Marine and Freshwater Microbial Biodiversity (M&FMB)

Water provides 97% of the living space on our planet, and some of the most extreme conditions for life.

Microbes - single-celled plants and animals, bacteria, archaea and viruses - occupy all aquatic environments, often in huge numbers.

Aquatic microbes influence climate and how nutrients are recycled across the globe. They make our planet habitable. They offer new processes and products, including antibiotics, yet we've only just begun to explore their vast variation.

The Marine & Freshwater Microbial Biodiversity programme ran from 2000 - 2005. NERC invested nearly £7m in the programme. The programme supported over 30 research projects, involving 120 scientists in universities and NERC Centres and Surveys.

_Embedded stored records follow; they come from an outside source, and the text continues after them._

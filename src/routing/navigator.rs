//! Path → route → guard → outcome.

#[cfg(test)]
#[path = "navigator_test.rs"]
mod tests;

use super::guard::{GuardOutcome, guard};
use super::{Access, Route};
use crate::state::auth::AuthState;

/// State carried along with a navigation: the path a redirect interrupted
/// and a one-shot flash message for the destination view.
#[derive(Debug, Clone, Default, PartialEq, Eq)]
pub struct LocationState {
    pub from: Option<String>,
    pub message: Option<String>,
}

impl LocationState {
    #[must_use]
    pub fn with_message(message: impl Into<String>) -> Self {
        Self { from: None, message: Some(message.into()) }
    }

    #[must_use]
    pub fn from_path(path: impl Into<String>) -> Self {
        Self { from: Some(path.into()), message: None }
    }
}

/// Where a view asks to go after an action succeeds.
#[derive(Debug, Clone, PartialEq, Eq)]
pub struct Goto {
    pub path: String,
    pub state: LocationState,
}

impl Goto {
    #[must_use]
    pub fn new(path: impl Into<String>, state: LocationState) -> Self {
        Self { path: path.into(), state }
    }
}

#[derive(Debug, Clone, PartialEq, Eq)]
pub enum Navigation {
    /// Auth is still hydrating; show a placeholder for `route`.
    Pending(Route),
    Render { route: Route, state: LocationState },
    Redirect { to: Route, state: LocationState },
}

impl Navigation {
    /// The route whose view is on screen once this navigation settles.
    #[must_use]
    pub fn route(&self) -> &Route {
        match self {
            Self::Pending(route) | Self::Render { route, .. } | Self::Redirect { to: route, .. } => route,
        }
    }

    #[must_use]
    pub fn is_render(&self) -> bool {
        matches!(self, Self::Render { .. })
    }
}

/// Resolve a requested path against the current auth state.
///
/// Public routes render unconditionally. Protected routes go through
/// [`guard`]; a redirect to sign-in carries the requested path, query and
/// fragment included, as `from`.
#[must_use]
pub fn resolve(auth: &AuthState, path: &str, state: LocationState) -> Navigation {
    settle(auth, Route::parse(path), path, state)
}

/// Resolve a route the caller already knows, guarding it by its own access
/// rule. A parameter that would not survive a round trip through its path
/// (an id containing `/`) still gets the protected route's guard instead of
/// falling through to the public not-found view.
#[must_use]
pub fn resolve_route(auth: &AuthState, route: Route, state: LocationState) -> Navigation {
    let path = route.path();
    settle(auth, route, &path, state)
}

fn settle(auth: &AuthState, route: Route, requested_path: &str, state: LocationState) -> Navigation {
    let required_role = match route.access() {
        Access::Public => return Navigation::Render { route, state },
        Access::Authenticated => None,
        Access::Role(role) => Some(role),
    };

    let outcome = guard(auth, required_role, requested_path);
    tracing::debug!(path = requested_path, ?outcome, "route guard");
    match outcome {
        GuardOutcome::Pending => Navigation::Pending(route),
        GuardOutcome::Render => Navigation::Render { route, state },
        GuardOutcome::RedirectToLogin { return_to } => {
            Navigation::Redirect { to: Route::Login, state: LocationState::from_path(return_to) }
        }
        GuardOutcome::RedirectToHome => Navigation::Redirect { to: Route::Home, state: LocationState::default() },
    }
}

The programme investigated:

  • the diversity of microbes in coastal seas, the deep ocean and freshwater,
  • how aquatic microbial communities function and interact,
  • how aquatic microbes affect global processes like nutrient cycling and climate regulation,
  • possibilities for new products and processes to benefit humankind.

The research will help us:

  • appreciate the full range and complexity of life on Earth, and the role of microbes in its evolution,
  • improve techniques for isolating and cultivating microbes,
  • use the unexplored biochemical diversity of aquatic microbes to generate novel drugs, enzymes and industrial reagents,
  • tackle the problem of microbial fouling on ship hulls and other wet surfaces, including medical implants, food processing facilities and bioreactors,
  • predict how microbes will be involved in human-driven changes to climate and biogeochemical cycles.

A set of eight leaflets about the M&FMB programme are available to download. Paper copies are no longer available.

Viruses - the unseen players (PDF document (186Kb)

Deep-sea discoveries (PDF document (209Kb)

Everything everywhere? (PDF document (189Kb)

Nature's chattering classes (PDF document (180Kb)

From research bench to market place (PDF document (173Kb)

Aquatic microbes shape our world (PDF document (189Kb)

Classifying, culturing and curating microbes (PDF document (189Kb)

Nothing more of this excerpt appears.